Notebook

Hipster Machine Learning Metrics Made Easy¶

Author: Waylon Flinn ( waylonflinn AT crunchmagic.com )
License: WTFPL
Original: https://gist.github.com/waylonflinn/8338948

TL;DR¶

If you've got an ordered list as output and an ordered list for reference you can now use python to easily calculate these sweet rank-based metrics: Kendall's Tau, Mean Reciprocal Rank, Normalized Discounted Cumulative Gain and Expected Reciprocal Rank.

Introduction¶

If you're into Machine Learning, you probably already know that Learning to Rank is the new black. RankEval is a set of python modules that implement some of the metrics that came out of Yahoo's Learning to Rank competition. It was made for use in Machine Translation but works elsewhere, too. Since it's new, it doesn't have much (any) documentation. This fills in the blanks.

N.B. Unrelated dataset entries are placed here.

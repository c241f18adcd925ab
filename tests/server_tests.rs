// Router tests using tower::ServiceExt::oneshot

use async_trait::async_trait;
use axum::body::Body;
use axum::http::{Request, StatusCode};
use axum::Router;
use exampro_shim::cache::{
    AssetCacheManager, AssetRequest, AssetResponse, CacheConfig, CacheStore, Network,
};
use exampro_shim::config::AppConfig;
use exampro_shim::error::{Result, ShimError};
use exampro_shim::server::create_router;
use http_body_util::BodyExt;
use std::sync::atomic::{AtomicBool, Ordering};
use std::sync::Arc;
use tower::ServiceExt;

/// Origin that serves every path until switched off.
struct SwitchableOrigin {
    online: AtomicBool,
}

#[async_trait]
impl Network for SwitchableOrigin {
    async fn fetch(&self, request: &AssetRequest) -> Result<AssetResponse> {
        if !self.online.load(Ordering::SeqCst) {
            return Err(ShimError::Upstream("connection refused".to_string()));
        }
        Ok(AssetResponse::new(200, format!("{} {}", request.method, request.path))
            .with_header("content-type", "text/plain"))
    }
}

async fn app(activate: bool) -> (Router, Arc<SwitchableOrigin>) {
    let config = AppConfig::default();
    let origin = Arc::new(SwitchableOrigin {
        online: AtomicBool::new(true),
    });
    let manager = Arc::new(AssetCacheManager::new(
        CacheConfig::from(&config.cache),
        Arc::new(CacheStore::new()),
    ));
    if activate {
        manager.install(origin.as_ref()).await.unwrap();
        manager.activate().await.unwrap();
    }
    let router = create_router(config, manager, origin.clone()).unwrap();
    (router, origin)
}

async fn send(router: &Router, request: Request<Body>) -> (StatusCode, Vec<u8>) {
    let response = router.clone().oneshot(request).await.unwrap();
    let status = response.status();
    let body = response.into_body().collect().await.unwrap().to_bytes();
    (status, body.to_vec())
}

fn grade_request(body: &str) -> Request<Body> {
    Request::builder()
        .method("POST")
        .uri("/api/grade")
        .header("content-type", "application/json")
        .body(Body::from(body.to_string()))
        .unwrap()
}

fn get(path: &str) -> Request<Body> {
    Request::builder().uri(path).body(Body::empty()).unwrap()
}

#[tokio::test]
async fn test_grade_endpoint() {
    let (router, _) = app(true).await;
    let body = r#"{
        "functionName": "add",
        "starter": "function add(a,b){return a+b}",
        "code": "",
        "tests": [{"args":[1,2],"expected":3},{"args":[2,2],"expected":5}]
    }"#;

    let (status, body) = send(&router, grade_request(body)).await;
    let result: serde_json::Value = serde_json::from_slice(&body).unwrap();

    assert_eq!(status, StatusCode::OK);
    assert_eq!(result, serde_json::json!({ "passed": 1, "total": 2 }));
}

#[tokio::test]
async fn test_grade_rejects_malformed_json() {
    let (router, _) = app(true).await;

    let (status, body) = send(&router, grade_request("{\"functionName\": ")).await;
    let error: serde_json::Value = serde_json::from_slice(&body).unwrap();

    assert_eq!(status, StatusCode::BAD_REQUEST);
    assert_eq!(error["error"]["type"], "invalid_request_error");
}

#[tokio::test]
async fn test_grade_without_function_name_scores_zero() {
    let (router, _) = app(true).await;

    let (status, body) = send(
        &router,
        grade_request(r#"{"code": "function f() { return 1; }", "tests": [{"args": [], "expected": 1}]}"#),
    )
    .await;
    let result: serde_json::Value = serde_json::from_slice(&body).unwrap();

    assert_eq!(status, StatusCode::OK);
    assert_eq!(result, serde_json::json!({ "passed": 0, "total": 1 }));
}

#[tokio::test]
async fn test_grade_with_malformed_fields_scores_zero() {
    let (router, _) = app(true).await;
    let body = r#"{
        "functionName": "add",
        "code": 12,
        "tests": [{"args": 5, "expected": 3}, {"args": [1, 2], "expected": 3}]
    }"#;

    let (status, body) = send(&router, grade_request(body)).await;
    let result: serde_json::Value = serde_json::from_slice(&body).unwrap();

    assert_eq!(status, StatusCode::OK);
    assert_eq!(result, serde_json::json!({ "passed": 0, "total": 2 }));
}

#[tokio::test]
async fn test_cached_asset_served_while_offline() {
    let (router, origin) = app(true).await;
    origin.online.store(false, Ordering::SeqCst);

    let (status, body) = send(&router, get("/index.html")).await;

    assert_eq!(status, StatusCode::OK);
    assert_eq!(body, b"GET /index.html");
}

#[tokio::test]
async fn test_offline_miss_is_gateway_timeout() {
    let (router, origin) = app(true).await;
    origin.online.store(false, Ordering::SeqCst);

    let (status, body) = send(&router, get("/assets/missing.css")).await;

    assert_eq!(status, StatusCode::GATEWAY_TIMEOUT);
    assert!(body.is_empty());
}

#[tokio::test]
async fn test_post_passes_through_with_query() {
    let (router, _) = app(true).await;
    let request = Request::builder()
        .method("POST")
        .uri("/api/feedback?source=app")
        .body(Body::from("hello"))
        .unwrap();

    let (status, body) = send(&router, request).await;

    assert_eq!(status, StatusCode::OK);
    assert_eq!(body, b"POST /api/feedback?source=app");
}

#[tokio::test]
async fn test_pass_through_failure_is_bad_gateway() {
    let (router, origin) = app(false).await;
    origin.online.store(false, Ordering::SeqCst);

    let (status, _) = send(&router, get("/index.html")).await;

    assert_eq!(status, StatusCode::BAD_GATEWAY);
}

#[tokio::test]
async fn test_health_reports_cache_state() {
    let (router, _) = app(false).await;

    let (status, body) = send(&router, get("/health")).await;
    let health: serde_json::Value = serde_json::from_slice(&body).unwrap();

    assert_eq!(status, StatusCode::OK);
    assert_eq!(health["status"], "degraded");
    assert_eq!(health["cache_version"], "exampro-cache-v1");
    assert_eq!(health["cache_state"], "parsed");
    assert!(health["timestamp"].is_string());
}

#[tokio::test]
async fn test_admin_cache_and_metrics() {
    let (router, _) = app(true).await;
    send(&router, get("/index.html")).await;

    let (status, body) = send(&router, get("/admin/cache")).await;
    let report: serde_json::Value = serde_json::from_slice(&body).unwrap();
    assert_eq!(status, StatusCode::OK);
    assert_eq!(report["state"], "activated");
    assert_eq!(report["entries"], 2);
    assert_eq!(report["stats"]["hits"], 1);

    let (status, body) = send(&router, get("/metrics")).await;
    assert_eq!(status, StatusCode::OK);
    assert!(String::from_utf8_lossy(&body).contains("cache_operations_total"));
}

#[tokio::test]
async fn test_request_id_is_propagated() {
    let (router, _) = app(true).await;

    let response = router.oneshot(get("/health")).await.unwrap();

    assert!(response.headers().contains_key("x-request-id"));
}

Step One, Get it from Github¶

You're pro. This is a softball to get you warmed up.

Check out the repo or download the zip.

Step Two, Setup Python¶

This part let's python know about the library. You should modify rank_eval_dir to point to the place where you downloaded it. You can get rid of this by modifying PYTHONPATH

In [1]:

import sys
rank_eval_dir = './rankeval-master/src/'
sys.path.append(rank_eval_dir)

Step Three, Prepare Your Data¶

The biggest part of Data Science (maybe programming in general) is schlepping data. Don't let your maths professors fool you, the first step to getting the pretty graphs is mucking around with the numbers. And so it is here.

Basically, you pass these metrics an ordered list (that's the Rank part). Actually, you need two. The first is a prediction (the output of your model), the second is a reference (probably some simple transformation of the input). The metrics give you back some measure of how good your predicted ranking is.

RankEval comes with a class and some utility functions to help define the Ranking. You'll need to wrap your input in an instance of this to use the metrics. Here's an example of how to use it.

In [2]:

from sentence.ranking import Ranking

reference_list = [1, 2, 3, 4, 5, 6, 7, 8, 9, 10, 11, 12]
predicted_list = [2, 1, 4, 3, 6, 5, 8, 7, 10, 9, 12, 11]

reference_ranking = Ranking(reference_list)
predicted_ranking = Ranking(predicted_list)

Step Four, Individual Metric¶

There are two versions of each metric included in the library: an aggregate (set) version and an individual version. Here's how the individual version of Kendall's Tau works. It builds on the previous code block, where you create your Ranking objects.

In [3]:

from evaluation.ranking.segment import kendall_tau

result = kendall_tau(predicted_ranking, reference_ranking)

result.tau

Out[3]:

0.8181818181818182

More individual metrics are available. Import them as reciprocal_rank and ndgc_err from the same module.

Step Five, Set Metrics¶

This is where it gets real. When you adapt this code for your own problems this is probably what you'll start with.

In [4]:

from evaluation.ranking.set import kendall_tau_set

# make a second example prediction
predicted_list_two = [12, 2, 3, 4, 5, 6, 7, 8, 9, 10, 11, 1]
predicted_ranking_two = Ranking(predicted_list_two)

predicted_set = [predicted_ranking, predicted_ranking_two]
reference_set = [reference_ranking, reference_ranking]

result_set = kendall_tau_set(predicted_set, reference_set)

result_set

Out[4]:

{'tau': 0.5909090909090909,
 'tau_all_pairs': 132,
 'tau_avg_seg': 0.59090909090909094,
 'tau_avg_seg_prob': 4.2322067287064823e-27,
 'tau_concordant': 105,
 'tau_discordant': 27,
 'tau_original_ties': 0,
 'tau_predicted_ties': 0,
 'tau_predicted_ties_per': 0.0,
 'tau_prob': 9.1709457975947886e-24,
 'tau_sentence_ties': 0,
 'tau_sentence_ties_per': 0.0,
 'tau_valid_pairs': 132}

More metrics: mrr, avg_ndgc_err

Conclusion¶

This is a pretty simple example, but it should be enough to get you started. In real world applications the elements in your reference set are likely to be unique (instead of duplicates, as in this example) and each entry should line up with it's corresponding prediction in the predicted set.

If your reference does turn out to be some simple transformation of your input, you should probably use some kind of Cross-Validation.

May your beards always be full and your frames thick.